▶ The records:

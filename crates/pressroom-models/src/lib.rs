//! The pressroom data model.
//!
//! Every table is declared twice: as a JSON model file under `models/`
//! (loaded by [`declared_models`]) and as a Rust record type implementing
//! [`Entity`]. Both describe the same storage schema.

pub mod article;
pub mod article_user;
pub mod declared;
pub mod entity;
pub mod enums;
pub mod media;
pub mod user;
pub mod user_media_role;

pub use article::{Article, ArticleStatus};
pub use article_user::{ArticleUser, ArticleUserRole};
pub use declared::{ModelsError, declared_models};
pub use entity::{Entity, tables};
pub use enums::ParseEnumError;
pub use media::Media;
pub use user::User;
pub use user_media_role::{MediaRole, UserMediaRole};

--

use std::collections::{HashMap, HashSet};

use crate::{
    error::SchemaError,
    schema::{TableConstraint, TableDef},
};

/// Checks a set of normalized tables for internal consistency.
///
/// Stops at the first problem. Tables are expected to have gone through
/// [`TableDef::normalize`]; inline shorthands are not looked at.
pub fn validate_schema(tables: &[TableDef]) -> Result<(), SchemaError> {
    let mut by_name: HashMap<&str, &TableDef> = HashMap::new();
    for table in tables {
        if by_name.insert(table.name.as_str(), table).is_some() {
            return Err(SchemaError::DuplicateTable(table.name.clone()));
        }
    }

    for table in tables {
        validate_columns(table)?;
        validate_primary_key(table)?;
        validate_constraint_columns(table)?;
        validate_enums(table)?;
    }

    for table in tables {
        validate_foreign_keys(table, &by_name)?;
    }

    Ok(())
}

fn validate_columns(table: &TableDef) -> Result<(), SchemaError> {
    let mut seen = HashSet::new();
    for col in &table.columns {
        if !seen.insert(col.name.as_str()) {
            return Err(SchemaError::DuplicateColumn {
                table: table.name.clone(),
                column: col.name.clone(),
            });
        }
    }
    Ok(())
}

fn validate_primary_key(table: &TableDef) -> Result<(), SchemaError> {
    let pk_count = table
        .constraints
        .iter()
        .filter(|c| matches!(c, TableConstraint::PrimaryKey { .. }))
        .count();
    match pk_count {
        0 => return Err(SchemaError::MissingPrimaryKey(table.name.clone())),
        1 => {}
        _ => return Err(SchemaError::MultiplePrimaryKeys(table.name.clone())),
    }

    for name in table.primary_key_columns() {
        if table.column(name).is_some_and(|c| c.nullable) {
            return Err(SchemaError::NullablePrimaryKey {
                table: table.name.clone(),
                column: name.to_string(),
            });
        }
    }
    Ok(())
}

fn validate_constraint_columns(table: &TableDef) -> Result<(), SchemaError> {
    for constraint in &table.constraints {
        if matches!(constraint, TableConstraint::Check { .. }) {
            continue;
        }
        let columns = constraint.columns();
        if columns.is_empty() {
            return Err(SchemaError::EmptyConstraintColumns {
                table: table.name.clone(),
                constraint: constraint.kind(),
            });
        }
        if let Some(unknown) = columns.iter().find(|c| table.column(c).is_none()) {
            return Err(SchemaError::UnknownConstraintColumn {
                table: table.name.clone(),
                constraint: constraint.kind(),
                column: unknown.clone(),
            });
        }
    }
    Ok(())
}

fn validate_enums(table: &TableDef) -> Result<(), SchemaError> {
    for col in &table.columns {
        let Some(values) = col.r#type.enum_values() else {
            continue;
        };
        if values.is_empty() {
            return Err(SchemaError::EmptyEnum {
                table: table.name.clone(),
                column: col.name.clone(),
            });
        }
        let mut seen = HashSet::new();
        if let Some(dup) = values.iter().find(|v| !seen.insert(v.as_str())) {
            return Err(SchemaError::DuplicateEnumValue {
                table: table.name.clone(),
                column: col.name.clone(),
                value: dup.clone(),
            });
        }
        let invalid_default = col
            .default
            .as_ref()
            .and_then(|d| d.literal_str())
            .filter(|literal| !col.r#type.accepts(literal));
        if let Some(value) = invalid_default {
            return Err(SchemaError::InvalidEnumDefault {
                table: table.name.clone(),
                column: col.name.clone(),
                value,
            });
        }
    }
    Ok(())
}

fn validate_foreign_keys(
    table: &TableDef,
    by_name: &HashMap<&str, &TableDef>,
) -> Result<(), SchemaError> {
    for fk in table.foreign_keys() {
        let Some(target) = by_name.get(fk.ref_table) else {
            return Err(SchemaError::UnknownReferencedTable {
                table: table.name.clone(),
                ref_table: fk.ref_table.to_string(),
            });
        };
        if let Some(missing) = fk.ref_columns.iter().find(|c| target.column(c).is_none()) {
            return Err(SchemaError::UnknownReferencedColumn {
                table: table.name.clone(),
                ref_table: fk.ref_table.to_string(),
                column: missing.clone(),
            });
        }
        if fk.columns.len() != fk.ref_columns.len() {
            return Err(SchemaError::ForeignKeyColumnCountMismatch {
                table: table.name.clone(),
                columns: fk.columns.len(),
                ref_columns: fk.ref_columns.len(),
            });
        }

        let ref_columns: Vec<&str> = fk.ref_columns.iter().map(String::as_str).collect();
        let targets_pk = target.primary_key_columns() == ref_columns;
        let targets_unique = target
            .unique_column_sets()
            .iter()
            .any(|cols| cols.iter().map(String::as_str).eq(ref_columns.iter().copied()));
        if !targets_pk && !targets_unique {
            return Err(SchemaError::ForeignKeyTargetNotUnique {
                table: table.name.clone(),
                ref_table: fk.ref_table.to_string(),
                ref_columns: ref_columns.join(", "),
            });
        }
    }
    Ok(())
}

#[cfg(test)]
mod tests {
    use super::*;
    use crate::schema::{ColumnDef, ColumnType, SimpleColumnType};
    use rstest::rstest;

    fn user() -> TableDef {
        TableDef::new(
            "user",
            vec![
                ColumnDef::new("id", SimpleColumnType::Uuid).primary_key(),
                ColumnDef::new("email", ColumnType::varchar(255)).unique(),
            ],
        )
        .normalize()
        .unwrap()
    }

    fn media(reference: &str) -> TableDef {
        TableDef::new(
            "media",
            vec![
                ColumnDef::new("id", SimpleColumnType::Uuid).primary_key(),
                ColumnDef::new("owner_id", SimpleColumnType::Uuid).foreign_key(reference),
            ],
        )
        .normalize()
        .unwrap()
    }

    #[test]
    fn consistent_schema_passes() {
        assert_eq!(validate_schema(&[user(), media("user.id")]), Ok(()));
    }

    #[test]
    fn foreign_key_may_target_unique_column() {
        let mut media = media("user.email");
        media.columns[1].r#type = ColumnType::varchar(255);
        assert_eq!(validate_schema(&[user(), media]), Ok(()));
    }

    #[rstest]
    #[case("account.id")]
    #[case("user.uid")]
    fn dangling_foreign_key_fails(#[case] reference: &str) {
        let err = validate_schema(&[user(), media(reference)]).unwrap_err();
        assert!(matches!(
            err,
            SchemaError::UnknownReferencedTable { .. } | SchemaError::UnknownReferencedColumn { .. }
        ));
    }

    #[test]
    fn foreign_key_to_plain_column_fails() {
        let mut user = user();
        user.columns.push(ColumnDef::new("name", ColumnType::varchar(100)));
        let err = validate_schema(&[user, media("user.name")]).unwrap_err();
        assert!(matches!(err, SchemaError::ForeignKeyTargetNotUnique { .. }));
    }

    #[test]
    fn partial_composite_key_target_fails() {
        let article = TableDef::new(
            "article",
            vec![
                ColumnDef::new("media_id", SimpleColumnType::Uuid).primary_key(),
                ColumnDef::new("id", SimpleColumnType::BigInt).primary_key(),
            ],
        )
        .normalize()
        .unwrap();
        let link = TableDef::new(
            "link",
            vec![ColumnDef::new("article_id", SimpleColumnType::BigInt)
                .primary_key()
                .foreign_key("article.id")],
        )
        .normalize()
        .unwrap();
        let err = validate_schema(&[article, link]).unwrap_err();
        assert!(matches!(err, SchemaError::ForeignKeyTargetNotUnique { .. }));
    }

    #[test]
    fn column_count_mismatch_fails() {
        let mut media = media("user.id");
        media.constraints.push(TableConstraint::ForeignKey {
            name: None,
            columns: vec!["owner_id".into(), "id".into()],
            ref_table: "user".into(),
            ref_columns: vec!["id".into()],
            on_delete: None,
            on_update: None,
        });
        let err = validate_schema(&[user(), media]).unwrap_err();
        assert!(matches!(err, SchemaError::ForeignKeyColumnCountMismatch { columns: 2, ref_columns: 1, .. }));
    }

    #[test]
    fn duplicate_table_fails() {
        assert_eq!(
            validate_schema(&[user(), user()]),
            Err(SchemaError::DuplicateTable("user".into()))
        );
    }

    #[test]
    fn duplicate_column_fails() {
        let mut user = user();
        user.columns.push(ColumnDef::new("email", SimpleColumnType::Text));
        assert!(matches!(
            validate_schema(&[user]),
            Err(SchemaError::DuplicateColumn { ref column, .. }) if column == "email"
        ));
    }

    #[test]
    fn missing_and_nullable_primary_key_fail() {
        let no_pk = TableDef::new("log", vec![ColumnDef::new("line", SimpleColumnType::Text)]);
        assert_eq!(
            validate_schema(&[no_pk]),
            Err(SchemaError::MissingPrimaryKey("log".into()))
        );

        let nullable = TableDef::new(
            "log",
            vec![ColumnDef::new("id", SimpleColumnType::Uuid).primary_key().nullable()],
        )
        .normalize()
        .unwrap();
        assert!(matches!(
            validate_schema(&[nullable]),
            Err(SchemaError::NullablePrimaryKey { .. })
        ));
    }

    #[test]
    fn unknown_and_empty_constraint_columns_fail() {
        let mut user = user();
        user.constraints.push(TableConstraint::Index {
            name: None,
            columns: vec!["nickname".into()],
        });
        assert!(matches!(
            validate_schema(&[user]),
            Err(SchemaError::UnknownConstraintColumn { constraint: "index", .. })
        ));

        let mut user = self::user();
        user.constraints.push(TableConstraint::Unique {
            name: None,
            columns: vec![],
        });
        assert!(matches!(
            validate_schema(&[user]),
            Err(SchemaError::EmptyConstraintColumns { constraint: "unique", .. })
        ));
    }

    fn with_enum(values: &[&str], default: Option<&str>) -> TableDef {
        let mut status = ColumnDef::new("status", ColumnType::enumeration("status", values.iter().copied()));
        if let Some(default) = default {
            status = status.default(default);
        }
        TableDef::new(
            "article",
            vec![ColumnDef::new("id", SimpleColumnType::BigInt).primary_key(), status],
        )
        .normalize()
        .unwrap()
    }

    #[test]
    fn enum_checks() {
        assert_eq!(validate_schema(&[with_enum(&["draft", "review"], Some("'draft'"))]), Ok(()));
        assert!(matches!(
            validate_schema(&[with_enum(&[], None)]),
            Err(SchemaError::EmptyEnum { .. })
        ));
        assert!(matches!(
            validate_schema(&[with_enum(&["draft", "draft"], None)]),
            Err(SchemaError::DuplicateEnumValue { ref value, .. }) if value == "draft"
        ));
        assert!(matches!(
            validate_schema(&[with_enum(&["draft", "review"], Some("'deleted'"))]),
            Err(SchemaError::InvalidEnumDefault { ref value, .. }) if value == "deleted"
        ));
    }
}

▶ Work required:
The answer must be a single number: the count of lines in the listing that hold the string "insert".

▶ Answer to this task:
3